The response should contain only those lines of the entries below that include the string "negative".

*** Begin section ***

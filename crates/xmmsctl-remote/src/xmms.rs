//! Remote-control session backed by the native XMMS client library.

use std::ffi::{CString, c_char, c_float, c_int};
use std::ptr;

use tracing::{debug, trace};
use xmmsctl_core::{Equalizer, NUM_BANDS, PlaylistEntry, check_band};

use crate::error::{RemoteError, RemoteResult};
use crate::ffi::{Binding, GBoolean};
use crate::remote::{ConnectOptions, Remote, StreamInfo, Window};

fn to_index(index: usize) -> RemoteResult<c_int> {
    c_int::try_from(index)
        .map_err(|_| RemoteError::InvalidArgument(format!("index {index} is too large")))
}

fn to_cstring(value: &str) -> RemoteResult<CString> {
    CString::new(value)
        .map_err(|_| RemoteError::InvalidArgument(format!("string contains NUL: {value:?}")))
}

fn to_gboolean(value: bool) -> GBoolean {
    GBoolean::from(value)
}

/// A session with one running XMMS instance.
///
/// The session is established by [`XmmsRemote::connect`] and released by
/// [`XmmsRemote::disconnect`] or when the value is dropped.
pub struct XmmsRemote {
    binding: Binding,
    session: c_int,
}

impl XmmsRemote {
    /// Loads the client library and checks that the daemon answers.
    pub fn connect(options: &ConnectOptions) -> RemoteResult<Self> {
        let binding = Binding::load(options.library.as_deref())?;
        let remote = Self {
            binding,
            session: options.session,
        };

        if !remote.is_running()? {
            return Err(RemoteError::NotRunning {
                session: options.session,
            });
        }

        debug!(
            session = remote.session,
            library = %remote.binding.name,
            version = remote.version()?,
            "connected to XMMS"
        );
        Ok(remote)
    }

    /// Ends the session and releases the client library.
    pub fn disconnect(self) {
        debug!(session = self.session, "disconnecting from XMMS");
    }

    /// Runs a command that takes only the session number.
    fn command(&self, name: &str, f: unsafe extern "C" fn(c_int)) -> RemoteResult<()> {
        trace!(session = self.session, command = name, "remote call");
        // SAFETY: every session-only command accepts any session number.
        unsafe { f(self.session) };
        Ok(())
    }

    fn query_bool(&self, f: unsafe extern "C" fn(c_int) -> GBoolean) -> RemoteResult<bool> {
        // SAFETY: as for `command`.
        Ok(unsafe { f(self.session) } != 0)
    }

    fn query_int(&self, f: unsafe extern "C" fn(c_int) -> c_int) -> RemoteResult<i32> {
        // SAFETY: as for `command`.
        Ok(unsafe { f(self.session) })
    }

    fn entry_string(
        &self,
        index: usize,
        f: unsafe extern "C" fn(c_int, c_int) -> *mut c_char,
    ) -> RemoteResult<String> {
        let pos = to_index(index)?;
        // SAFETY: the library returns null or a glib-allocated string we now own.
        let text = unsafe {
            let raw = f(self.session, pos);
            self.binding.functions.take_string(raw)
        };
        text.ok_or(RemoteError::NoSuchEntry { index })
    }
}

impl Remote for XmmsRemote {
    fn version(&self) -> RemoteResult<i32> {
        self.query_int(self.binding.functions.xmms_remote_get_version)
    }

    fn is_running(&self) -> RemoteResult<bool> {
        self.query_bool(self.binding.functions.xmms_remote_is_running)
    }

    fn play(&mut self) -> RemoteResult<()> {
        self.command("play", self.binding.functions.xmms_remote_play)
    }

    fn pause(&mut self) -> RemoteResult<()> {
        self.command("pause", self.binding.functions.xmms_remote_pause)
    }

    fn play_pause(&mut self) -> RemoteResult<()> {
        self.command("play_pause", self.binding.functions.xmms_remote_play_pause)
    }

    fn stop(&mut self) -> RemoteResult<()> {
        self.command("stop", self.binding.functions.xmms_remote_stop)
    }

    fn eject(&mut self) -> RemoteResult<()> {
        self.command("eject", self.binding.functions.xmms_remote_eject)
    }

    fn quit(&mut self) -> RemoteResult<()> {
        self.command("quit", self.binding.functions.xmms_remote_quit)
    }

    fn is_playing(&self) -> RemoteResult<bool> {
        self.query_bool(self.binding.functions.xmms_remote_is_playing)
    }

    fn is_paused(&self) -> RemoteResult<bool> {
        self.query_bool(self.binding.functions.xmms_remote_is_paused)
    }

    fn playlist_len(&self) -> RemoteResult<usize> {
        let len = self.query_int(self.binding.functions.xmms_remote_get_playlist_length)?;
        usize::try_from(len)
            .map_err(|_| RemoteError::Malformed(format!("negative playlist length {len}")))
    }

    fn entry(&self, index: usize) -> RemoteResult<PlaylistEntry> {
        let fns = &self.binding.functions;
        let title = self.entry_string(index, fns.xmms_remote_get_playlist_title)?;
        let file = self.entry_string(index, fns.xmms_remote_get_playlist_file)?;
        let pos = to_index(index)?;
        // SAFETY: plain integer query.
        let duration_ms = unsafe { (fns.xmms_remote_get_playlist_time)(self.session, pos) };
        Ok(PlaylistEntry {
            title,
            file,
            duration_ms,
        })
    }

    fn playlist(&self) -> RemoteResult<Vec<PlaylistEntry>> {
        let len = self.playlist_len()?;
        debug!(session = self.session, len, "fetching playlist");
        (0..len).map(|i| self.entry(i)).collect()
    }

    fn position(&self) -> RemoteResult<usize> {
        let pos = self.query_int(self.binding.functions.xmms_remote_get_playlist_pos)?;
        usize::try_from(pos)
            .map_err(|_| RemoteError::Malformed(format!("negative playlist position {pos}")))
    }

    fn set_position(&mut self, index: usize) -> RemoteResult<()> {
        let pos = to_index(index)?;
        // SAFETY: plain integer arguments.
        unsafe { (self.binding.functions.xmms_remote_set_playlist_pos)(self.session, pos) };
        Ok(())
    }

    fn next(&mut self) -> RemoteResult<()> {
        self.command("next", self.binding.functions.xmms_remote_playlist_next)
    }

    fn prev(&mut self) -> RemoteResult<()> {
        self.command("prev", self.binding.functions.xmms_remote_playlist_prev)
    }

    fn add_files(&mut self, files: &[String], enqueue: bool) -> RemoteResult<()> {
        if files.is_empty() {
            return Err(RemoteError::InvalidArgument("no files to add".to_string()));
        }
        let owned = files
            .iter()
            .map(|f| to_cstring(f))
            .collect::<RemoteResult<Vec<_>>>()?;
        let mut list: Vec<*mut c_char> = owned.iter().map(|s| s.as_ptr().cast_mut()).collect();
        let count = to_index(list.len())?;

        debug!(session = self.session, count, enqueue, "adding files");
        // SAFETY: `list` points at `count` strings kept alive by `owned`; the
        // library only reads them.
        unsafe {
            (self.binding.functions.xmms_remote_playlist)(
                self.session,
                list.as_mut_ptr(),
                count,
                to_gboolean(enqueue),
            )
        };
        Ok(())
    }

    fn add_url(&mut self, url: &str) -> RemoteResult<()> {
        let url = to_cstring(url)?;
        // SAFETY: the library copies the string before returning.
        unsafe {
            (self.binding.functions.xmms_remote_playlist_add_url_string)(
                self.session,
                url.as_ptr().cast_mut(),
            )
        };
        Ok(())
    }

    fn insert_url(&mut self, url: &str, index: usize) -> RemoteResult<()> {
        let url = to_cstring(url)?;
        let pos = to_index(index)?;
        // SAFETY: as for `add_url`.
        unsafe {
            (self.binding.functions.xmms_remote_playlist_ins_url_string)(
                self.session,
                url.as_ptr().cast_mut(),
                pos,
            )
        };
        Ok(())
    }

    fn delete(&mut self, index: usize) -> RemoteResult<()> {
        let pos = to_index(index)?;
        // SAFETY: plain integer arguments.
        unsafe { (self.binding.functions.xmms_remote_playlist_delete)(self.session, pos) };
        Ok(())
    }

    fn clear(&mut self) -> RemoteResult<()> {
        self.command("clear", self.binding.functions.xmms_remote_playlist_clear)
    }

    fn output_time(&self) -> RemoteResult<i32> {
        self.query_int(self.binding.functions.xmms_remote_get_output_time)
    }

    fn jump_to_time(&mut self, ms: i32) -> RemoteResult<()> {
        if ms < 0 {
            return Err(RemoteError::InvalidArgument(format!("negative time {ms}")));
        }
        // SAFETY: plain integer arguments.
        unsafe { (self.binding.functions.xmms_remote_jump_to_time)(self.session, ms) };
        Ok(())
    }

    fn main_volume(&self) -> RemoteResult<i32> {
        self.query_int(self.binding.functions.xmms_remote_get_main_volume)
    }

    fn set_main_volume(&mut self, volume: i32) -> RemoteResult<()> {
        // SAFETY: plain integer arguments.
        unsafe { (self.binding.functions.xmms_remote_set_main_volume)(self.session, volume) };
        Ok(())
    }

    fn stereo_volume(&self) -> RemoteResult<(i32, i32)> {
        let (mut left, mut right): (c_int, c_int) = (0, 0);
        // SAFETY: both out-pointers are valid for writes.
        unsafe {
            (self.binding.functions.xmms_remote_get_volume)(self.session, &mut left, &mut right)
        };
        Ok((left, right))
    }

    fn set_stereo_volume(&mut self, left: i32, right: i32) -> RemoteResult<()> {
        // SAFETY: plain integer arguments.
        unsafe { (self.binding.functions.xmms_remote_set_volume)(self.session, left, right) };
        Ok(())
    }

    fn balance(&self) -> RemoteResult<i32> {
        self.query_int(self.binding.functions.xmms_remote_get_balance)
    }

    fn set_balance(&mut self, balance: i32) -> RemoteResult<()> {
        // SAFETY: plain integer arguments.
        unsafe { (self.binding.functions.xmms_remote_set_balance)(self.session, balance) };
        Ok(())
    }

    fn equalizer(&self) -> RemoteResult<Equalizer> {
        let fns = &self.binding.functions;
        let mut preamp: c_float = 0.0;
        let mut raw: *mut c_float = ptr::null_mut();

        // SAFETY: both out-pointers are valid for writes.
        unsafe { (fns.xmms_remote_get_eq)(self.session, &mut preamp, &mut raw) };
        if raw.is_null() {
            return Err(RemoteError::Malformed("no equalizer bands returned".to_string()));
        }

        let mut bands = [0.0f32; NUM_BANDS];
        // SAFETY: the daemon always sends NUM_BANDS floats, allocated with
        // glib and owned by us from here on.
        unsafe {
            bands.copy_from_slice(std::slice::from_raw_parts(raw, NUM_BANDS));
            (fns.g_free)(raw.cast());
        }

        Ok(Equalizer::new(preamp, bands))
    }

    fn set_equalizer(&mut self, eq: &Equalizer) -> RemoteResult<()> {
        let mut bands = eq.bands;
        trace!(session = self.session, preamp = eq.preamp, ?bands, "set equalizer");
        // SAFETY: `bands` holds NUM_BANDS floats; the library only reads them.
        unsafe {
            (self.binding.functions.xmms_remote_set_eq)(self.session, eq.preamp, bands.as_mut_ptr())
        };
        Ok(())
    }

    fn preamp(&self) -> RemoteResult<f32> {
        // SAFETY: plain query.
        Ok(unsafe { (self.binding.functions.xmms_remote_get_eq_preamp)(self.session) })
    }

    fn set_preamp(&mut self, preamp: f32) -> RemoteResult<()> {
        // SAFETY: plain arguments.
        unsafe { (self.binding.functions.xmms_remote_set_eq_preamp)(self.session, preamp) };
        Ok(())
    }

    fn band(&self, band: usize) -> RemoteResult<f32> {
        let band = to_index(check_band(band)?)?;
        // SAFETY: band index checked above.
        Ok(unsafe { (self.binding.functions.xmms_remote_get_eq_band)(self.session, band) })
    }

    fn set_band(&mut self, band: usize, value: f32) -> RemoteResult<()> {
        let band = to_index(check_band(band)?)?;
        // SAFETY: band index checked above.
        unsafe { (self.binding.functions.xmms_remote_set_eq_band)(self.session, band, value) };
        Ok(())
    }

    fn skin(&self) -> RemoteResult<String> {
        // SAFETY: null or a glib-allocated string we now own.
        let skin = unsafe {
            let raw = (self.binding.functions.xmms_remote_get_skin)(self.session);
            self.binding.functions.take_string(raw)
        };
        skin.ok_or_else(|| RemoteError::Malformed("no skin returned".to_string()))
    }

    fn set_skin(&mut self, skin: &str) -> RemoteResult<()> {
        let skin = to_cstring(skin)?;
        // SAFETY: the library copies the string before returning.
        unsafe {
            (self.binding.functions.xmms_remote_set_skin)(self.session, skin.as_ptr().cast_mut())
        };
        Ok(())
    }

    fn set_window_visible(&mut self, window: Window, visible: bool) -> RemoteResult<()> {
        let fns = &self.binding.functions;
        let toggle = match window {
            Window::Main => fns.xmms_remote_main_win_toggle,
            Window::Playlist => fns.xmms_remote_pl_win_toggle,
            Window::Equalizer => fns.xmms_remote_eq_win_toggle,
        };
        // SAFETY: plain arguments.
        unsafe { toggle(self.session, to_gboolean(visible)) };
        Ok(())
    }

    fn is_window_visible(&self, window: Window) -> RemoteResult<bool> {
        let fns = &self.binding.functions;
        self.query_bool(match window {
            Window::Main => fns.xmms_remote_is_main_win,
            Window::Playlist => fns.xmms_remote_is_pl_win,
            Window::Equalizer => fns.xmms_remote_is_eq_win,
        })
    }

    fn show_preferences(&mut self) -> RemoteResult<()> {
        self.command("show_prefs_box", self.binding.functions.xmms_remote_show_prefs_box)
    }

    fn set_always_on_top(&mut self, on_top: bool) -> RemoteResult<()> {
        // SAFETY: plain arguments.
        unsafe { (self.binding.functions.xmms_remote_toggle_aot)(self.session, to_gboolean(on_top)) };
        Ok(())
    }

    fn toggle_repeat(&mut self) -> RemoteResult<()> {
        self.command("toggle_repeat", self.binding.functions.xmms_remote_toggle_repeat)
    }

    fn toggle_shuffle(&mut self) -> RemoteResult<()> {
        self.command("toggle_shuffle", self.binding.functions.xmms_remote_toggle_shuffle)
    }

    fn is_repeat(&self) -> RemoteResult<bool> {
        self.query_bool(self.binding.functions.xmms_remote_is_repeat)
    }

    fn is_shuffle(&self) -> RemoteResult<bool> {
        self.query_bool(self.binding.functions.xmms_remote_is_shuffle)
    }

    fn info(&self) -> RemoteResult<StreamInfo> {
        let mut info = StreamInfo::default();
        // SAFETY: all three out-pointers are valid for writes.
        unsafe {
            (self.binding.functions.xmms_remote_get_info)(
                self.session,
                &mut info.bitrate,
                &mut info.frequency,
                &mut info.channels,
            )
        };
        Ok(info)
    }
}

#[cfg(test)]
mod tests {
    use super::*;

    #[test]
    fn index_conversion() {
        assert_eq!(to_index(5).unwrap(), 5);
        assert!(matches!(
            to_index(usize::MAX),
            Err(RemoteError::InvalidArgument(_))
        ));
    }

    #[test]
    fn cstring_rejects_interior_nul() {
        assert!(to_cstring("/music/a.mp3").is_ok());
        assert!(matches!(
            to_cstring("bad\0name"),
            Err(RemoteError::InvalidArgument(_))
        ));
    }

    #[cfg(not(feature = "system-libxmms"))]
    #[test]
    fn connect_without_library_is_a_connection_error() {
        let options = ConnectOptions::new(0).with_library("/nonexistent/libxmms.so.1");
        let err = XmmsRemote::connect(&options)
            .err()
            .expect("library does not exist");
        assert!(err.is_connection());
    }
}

*** End section ***

● **Output for this exercise**
            .map_err(|_| RemoteError::Malformed(format!("negative playlist length {len}")))
            .map_err(|_| RemoteError::Malformed(format!("negative playlist position {pos}")))
            return Err(RemoteError::InvalidArgument(format!("negative time {ms}")));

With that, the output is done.